Immagini ©Massimo Campi
Nella seconda metà degli anni ’70 il mondo delle gare endurance cambia radicalmente con l’avvento delle vetture Gruppo 5 la nuova categoria che dovrebbe ridare vita alle gare di durata con vetture altamente preparate derivate da quelle di serie. Le Silhouette, come vengono chiamate, incontrano il favore dei costruttori tedeschi, in particolare della Porsche che ha in casa la 911 Turbo, pronta per essere sviluppata nelle competizioni con le specifiche del Gruppo 4 (quelle meno preparate) e Gruppo 5, in pratica dei veri prototipi che mantengono solo alcune sembianze con le vetture di serie.
La Porsche 935, mantiene solo pochi elementi dalla 911 Turbo tra cui la forma dell’abitacolo e l’architettura di base della meccanica. Il flat six della 935 ha una potenza di oltre 600 cv e dopo cinque anni sarà la vettura che riporterà in casa Porsche il titolo Mondiale Marche. Dal 1976 al 1981 il dominio della 935 sarà quasi totale nelle sue varie versioni, compreso quelle sviluppate dai preparatori come Kremer e Loos che vincono le gare principali.
La casa di Stoccarda, per conquistare la 24 Ore di le Mans, realizza per l’edizione 1978 la 935/78, il progetto più estremo della vettura tedesca. Per le dimensioni giunoniche ed il colore ufficiale bianco usato nei primi collaudi, il modello 935/78 viene soprannominato “Moby Dick” e raggiunge ben 366 Km/h sul lungo rettifilo delle Hunaudières, conquistando il primato ufficioso di Porsche 911 più veloce mai costruita.

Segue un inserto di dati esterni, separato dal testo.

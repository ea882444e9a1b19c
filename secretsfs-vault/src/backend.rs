use std::collections::BTreeMap;

use async_trait::async_trait;
use zeroize::Zeroizing;

use crate::api::VaultApiError;

/// One stored value-map: key → value text.
pub type ValueMap = BTreeMap<String, Zeroizing<String>>;

/// A short-lived backend token, scrubbed from memory on drop.
pub struct AccessToken(Zeroizing<String>);

impl AccessToken {
    pub fn new(token: String) -> Self {
        Self(Zeroizing::new(token))
    }

    pub fn expose(&self) -> &str {
        &self.0
    }
}

impl std::fmt::Debug for AccessToken {
    fn fmt(&self, f: &mut std::fmt::Formatter<'_>) -> std::fmt::Result {
        f.write_str("AccessToken([redacted])")
    }
}

/// The three queries the store issues against a KV hierarchy.
///
/// `Ok(None)` from `list` or `read` means the path is absent or the token is
/// not allowed to see it; both make the corresponding type check false.
#[async_trait]
pub trait KvBackend: Send + Sync {
    /// Exchange a role credential for an access token.
    async fn login(&self, role_id: &str) -> Result<AccessToken, VaultApiError>;

    /// Child names under `path`.  Sub-trees carry a trailing `/`.
    async fn list(&self, token: &AccessToken, path: &str) -> Result<Option<Vec<String>>, VaultApiError>;

    /// The value-map stored at `path`.
    async fn read(&self, token: &AccessToken, path: &str) -> Result<Option<ValueMap>, VaultApiError>;

    /// Give a token back once a request is done with it.
    ///
    /// The default just drops it, which zeroizes the buffer.
    fn release(&self, token: AccessToken) {
        drop(token);
    }

    /// Non-sensitive connection settings.
    fn describe(&self) -> serde_json::Value;
}

#[cfg(test)]
mod tests {
    use super::*;

    #[test]
    fn token_debug_is_redacted() {
        let t = AccessToken::new("hvs.secret-token".to_string());
        let dbg = format!("{t:?}");
        assert!(!dbg.contains("hvs.secret-token"));
        assert_eq!(t.expose(), "hvs.secret-token");
    }
}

La Moby Dick partecipa solo a 4 gara tra cui la 6 Ore di Silverstone dove conquista la vittoria. A Le Mans la 935/78 è seconda in griglia ma i problemi di affidabilità del motore non fanno raggiungere il risultato alla casa di Stoccarda, la vettura guidata da Manfred Schurti e Rolf Stommelen si classifica all’ottavo posto a causa di una perdita d’olio che impedisce alla vettura di esprimere al meglio il suo potenziale. Dopo questa gara, la vettura viene inviata al Museo Porsche e non corse mai più.

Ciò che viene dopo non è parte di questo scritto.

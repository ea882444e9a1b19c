//! FUSE transport for secretsfs.
//!
//! Mounts a [`secretsfs_core::router::Router`] as a read-only filesystem.
//! Kernel inodes map to router paths through the shared inode registry;
//! inode 1 is the mount root.
//!
//! Call [`mount`] to start the background FUSE session.  The returned
//! [`MountHandle`] keeps the filesystem alive; drop it to unmount.

pub mod caller;
pub mod fs;
pub mod options;

pub use fs::{DEFAULT_REQUEST_TIMEOUT, MountHandle, SecretsFuse, errno, mount};
pub use options::MountOptions;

Dalla 935/78, nel 1981 nasce la Porsche 935/81 realizzata dalla Team Joest. Il pilota Reinhold Joest fonda nel 1978 la sua scuderia e subito si lega alla casa tedesca. Dopo aver notato le potenzialità della 935/78, chiede al reparto corse di Zuffenhausen di prestare i disegni per poter costruire due 935/78 nella sua officina, con l’obiettivo di partecipare al campionato nazionale tedesco. La prima vettura, con Jochen Mass ottiene un terzo, un secondo e un primo posto prima di essere noleggiata e poi venduta al Team Momo di Gianpiero Moretti per correre nella gare IMSA in America. La 935/81 Moby Dick è spinta dal boxer 6 cilindri da 3,2 litri a aria preparato dalla squadra clienti tedesca, che eroga 700 cavalli anziché gli oltre 800 CV della versione ufficiale con testate a quattro valvole e raffreddate a liquido.

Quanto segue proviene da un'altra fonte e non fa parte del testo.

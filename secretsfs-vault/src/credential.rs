//! Per-caller role credential lookup.

use std::path::{Path, PathBuf};

use secretsfs_core::config::RoleIdConfig;
use secretsfs_core::{Caller, StoreError};
use tokio::io::AsyncReadExt;
use tracing::{debug, warn};
use zeroize::Zeroizing;

/// Where `caller`'s role credential lives.
///
/// A per-user override replaces the configured template entirely.  The
/// first `$HOME` in the chosen template expands to the caller's home
/// directory.
pub fn role_id_path(config: &RoleIdConfig, caller: &Caller) -> PathBuf {
    let template = config
        .user_override
        .get(&caller.name)
        .unwrap_or(&config.file);
    let home = caller.home.to_string_lossy();
    PathBuf::from(template.replacen("$HOME", &home, 1))
}

/// Whether an administrator assigned `caller` a credential path.
pub fn has_override(config: &RoleIdConfig, caller: &Caller) -> bool {
    config.user_override.contains_key(&caller.name)
}

/// Read the role credential at `path` on behalf of `caller`.
///
/// The final path component must not be a symlink, and the opened file
/// must belong to the caller.  Root-owned files are accepted only when
/// `allow_root` is set, i.e. for a per-user override an administrator
/// provisioned.  A credential readable by group or others is still
/// accepted, with a warning.
pub async fn read_role_id(
    path: &Path,
    caller: &Caller,
    allow_root: bool,
) -> Result<Zeroizing<String>, StoreError> {
    let denied = |e: std::io::Error| {
        debug!(path = %path.display(), error = %e, "role credential not readable");
        StoreError::PermissionDenied(format!("role credential {}: {e}", path.display()))
    };

    let mut options = tokio::fs::OpenOptions::new();
    options.read(true);
    #[cfg(unix)]
    options.custom_flags(libc::O_NOFOLLOW);
    let mut file = options.open(path).await.map_err(denied)?;

    #[cfg(unix)]
    {
        use std::os::unix::fs::MetadataExt;
        let meta = file.metadata().await.map_err(denied)?;
        let owner = meta.uid();
        if owner != caller.uid && !(allow_root && owner == 0) {
            warn!(
                path = %path.display(),
                owner,
                caller = caller.uid,
                "role credential is owned by another user"
            );
            return Err(StoreError::PermissionDenied(format!(
                "role credential {} is not owned by {}",
                path.display(),
                caller.name
            )));
        }
        if meta.mode() & 0o077 != 0 {
            warn!(
                path = %path.display(),
                mode = format!("{:o}", meta.mode() & 0o777),
                "role credential is accessible by group or others, recommend: chmod 600 {}",
                path.display()
            );
        }
    }
    #[cfg(not(unix))]
    let _ = (caller, allow_root);

    let mut raw = Zeroizing::new(String::new());
    file.read_to_string(&mut *raw).await.map_err(denied)?;
    let trimmed = raw.trim();
    if trimmed.is_empty() {
        return Err(StoreError::PermissionDenied(format!(
            "role credential {} is empty",
            path.display()
        )));
    }
    Ok(Zeroizing::new(trimmed.to_string()))
}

Giampiero Moretti corre con la Porsche 935/81 per tre stagioni, nelle gare più lunghe viene affiancato da piloti affermati come Bobby Rahal e Mauro Baldi. I secondi posti nelle gare IMSA di Mid-Ohio e Portland del 1981 rimangono i migliori risultati del Team Momo con la vettura realizzata da Joest.
Nel 1982 viene realizzato il secondo esemplare per John Fitzpatrick. Tra i risultati ottenuti dalla Moby Dick/81 c’è la vittoria di classe alla 24 Ore di Le Mans 1982, ottenuta dal John Fitzpatrick Racing con il quarto posto assoluto alle spalle dei tre prototipi Porsche 956 Gr.C ufficiali, dominatrici al debutto nella classica gara di durata. La 935/81 è iscritta nella categoria IMSA GTX, oltre al team manager e pilota inglese, l’abitacolo è condiviso con David Hobbs, altro pilota britannico di grande esperienza nella gare endurance.